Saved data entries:
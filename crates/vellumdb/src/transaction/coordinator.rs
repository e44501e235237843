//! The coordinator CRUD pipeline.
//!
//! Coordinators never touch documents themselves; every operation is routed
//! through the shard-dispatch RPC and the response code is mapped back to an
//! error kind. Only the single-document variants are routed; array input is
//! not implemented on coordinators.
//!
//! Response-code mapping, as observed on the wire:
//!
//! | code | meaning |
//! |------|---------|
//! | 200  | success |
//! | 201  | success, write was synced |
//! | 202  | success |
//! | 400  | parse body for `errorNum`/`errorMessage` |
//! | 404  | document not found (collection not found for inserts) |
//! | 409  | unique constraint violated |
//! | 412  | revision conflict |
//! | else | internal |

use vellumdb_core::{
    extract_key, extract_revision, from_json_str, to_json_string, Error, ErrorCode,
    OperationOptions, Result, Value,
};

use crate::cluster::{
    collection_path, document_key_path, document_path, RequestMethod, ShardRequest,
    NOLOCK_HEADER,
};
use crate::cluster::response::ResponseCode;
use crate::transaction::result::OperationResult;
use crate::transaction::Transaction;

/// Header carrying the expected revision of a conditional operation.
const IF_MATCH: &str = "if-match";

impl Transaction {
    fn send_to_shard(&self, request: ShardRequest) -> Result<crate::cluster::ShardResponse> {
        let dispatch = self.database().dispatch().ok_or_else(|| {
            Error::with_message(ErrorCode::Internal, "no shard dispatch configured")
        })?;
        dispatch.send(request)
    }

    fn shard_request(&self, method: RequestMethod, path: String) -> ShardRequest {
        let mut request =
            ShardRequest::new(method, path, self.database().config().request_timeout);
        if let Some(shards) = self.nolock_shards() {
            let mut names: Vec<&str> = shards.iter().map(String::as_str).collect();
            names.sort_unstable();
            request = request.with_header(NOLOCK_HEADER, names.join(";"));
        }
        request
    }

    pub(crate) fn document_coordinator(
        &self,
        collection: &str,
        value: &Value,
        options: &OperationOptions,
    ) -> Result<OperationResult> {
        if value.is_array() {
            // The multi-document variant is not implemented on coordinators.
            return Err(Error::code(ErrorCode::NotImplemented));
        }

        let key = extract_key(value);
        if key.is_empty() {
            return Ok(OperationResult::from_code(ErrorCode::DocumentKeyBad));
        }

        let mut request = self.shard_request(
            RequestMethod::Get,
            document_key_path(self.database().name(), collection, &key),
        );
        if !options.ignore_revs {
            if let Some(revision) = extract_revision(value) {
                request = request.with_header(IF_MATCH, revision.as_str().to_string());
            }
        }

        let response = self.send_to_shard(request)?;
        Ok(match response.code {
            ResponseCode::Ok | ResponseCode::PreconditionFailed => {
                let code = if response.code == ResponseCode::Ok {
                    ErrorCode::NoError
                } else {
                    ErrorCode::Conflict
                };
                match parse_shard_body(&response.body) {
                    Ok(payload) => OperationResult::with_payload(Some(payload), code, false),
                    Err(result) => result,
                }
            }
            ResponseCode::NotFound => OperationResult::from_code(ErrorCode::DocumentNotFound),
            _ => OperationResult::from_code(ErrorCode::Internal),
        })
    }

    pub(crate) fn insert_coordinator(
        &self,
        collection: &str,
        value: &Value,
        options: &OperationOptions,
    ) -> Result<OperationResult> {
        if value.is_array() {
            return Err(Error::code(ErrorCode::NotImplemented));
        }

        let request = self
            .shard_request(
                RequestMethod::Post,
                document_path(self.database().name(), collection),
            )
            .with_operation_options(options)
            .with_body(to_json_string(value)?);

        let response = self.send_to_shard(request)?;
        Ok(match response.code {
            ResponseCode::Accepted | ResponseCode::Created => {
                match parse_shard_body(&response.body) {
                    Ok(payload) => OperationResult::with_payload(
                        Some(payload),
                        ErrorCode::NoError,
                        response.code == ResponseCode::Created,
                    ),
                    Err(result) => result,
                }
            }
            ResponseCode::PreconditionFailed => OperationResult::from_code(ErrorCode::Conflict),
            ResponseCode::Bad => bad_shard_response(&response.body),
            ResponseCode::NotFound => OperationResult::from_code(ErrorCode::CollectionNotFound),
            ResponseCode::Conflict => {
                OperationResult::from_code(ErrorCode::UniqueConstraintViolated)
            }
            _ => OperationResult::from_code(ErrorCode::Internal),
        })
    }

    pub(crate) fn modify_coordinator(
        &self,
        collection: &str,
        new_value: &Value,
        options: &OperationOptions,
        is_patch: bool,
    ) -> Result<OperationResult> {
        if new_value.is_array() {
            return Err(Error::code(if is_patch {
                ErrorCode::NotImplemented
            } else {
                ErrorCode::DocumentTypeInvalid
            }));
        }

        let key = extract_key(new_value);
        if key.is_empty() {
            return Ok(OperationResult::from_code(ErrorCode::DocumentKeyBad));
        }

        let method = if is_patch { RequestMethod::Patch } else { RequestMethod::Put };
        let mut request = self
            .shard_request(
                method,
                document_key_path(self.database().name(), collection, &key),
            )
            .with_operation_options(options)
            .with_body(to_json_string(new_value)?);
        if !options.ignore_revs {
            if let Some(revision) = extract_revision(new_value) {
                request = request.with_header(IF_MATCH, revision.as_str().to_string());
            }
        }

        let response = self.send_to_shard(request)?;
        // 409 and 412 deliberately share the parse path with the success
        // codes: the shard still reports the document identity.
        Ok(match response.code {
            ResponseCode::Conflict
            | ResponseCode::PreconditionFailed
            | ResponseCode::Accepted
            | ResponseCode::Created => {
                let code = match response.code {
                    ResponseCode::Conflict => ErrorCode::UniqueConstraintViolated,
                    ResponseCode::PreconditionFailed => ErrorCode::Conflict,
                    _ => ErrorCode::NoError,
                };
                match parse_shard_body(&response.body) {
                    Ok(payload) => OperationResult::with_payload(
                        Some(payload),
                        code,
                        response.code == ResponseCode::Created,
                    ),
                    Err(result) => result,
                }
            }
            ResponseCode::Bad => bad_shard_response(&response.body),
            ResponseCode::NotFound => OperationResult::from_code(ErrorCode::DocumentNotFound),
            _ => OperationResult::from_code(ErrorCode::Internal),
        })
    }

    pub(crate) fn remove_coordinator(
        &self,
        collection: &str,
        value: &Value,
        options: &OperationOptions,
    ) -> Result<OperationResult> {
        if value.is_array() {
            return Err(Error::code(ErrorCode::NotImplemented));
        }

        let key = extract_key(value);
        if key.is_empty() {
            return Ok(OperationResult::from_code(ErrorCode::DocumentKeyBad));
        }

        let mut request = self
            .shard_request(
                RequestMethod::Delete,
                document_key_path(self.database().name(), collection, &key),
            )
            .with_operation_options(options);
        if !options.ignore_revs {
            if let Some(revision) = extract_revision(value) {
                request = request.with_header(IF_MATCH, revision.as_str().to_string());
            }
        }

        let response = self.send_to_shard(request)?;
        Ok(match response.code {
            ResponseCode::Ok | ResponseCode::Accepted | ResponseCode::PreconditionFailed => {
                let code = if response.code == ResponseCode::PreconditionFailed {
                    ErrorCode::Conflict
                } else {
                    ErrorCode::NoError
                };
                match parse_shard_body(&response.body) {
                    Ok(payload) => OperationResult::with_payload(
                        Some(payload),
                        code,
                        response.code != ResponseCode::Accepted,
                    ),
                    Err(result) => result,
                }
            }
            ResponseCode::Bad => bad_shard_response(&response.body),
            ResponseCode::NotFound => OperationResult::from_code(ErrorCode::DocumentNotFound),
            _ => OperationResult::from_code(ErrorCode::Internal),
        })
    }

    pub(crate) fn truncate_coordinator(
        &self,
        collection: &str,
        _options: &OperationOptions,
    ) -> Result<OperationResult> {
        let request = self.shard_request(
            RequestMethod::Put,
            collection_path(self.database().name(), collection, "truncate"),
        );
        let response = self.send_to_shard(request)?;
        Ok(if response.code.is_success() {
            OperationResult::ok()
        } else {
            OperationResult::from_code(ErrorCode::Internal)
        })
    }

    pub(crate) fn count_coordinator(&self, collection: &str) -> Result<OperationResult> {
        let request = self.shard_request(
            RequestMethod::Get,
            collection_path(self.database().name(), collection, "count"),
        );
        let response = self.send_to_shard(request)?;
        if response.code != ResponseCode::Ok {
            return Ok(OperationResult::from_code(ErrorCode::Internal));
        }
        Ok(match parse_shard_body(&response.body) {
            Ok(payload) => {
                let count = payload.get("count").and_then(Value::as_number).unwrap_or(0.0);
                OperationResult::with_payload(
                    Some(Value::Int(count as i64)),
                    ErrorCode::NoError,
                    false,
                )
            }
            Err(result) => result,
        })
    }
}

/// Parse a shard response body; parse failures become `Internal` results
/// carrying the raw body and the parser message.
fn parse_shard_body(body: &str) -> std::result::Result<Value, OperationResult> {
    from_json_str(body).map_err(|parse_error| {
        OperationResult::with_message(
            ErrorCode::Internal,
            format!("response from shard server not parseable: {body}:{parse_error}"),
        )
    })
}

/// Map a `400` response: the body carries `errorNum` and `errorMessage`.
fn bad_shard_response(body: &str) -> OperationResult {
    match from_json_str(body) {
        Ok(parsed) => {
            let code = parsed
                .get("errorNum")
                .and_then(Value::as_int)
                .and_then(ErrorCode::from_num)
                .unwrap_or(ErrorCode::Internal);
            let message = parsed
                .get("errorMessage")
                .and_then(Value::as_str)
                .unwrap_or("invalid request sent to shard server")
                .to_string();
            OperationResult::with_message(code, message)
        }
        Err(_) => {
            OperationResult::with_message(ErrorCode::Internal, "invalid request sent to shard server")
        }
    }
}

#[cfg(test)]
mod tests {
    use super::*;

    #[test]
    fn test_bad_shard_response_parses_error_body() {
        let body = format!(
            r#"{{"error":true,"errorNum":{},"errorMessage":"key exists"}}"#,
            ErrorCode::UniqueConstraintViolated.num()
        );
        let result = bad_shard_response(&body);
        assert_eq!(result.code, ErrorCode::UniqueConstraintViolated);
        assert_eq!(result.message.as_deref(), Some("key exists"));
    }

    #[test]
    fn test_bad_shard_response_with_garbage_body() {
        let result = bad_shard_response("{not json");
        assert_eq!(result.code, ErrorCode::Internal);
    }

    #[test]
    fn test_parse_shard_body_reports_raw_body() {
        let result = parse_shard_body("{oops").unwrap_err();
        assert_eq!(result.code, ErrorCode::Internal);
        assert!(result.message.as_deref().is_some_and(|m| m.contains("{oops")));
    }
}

What is being asked:
The lines above that hold the word "PreconditionFailed" are the ones to copy.

Task result:
            ResponseCode::Ok | ResponseCode::PreconditionFailed => {
            ResponseCode::PreconditionFailed => OperationResult::from_code(ErrorCode::Conflict),
            | ResponseCode::PreconditionFailed
                    ResponseCode::PreconditionFailed => ErrorCode::Conflict,
            ResponseCode::Ok | ResponseCode::Accepted | ResponseCode::PreconditionFailed => {
                let code = if response.code == ResponseCode::PreconditionFailed {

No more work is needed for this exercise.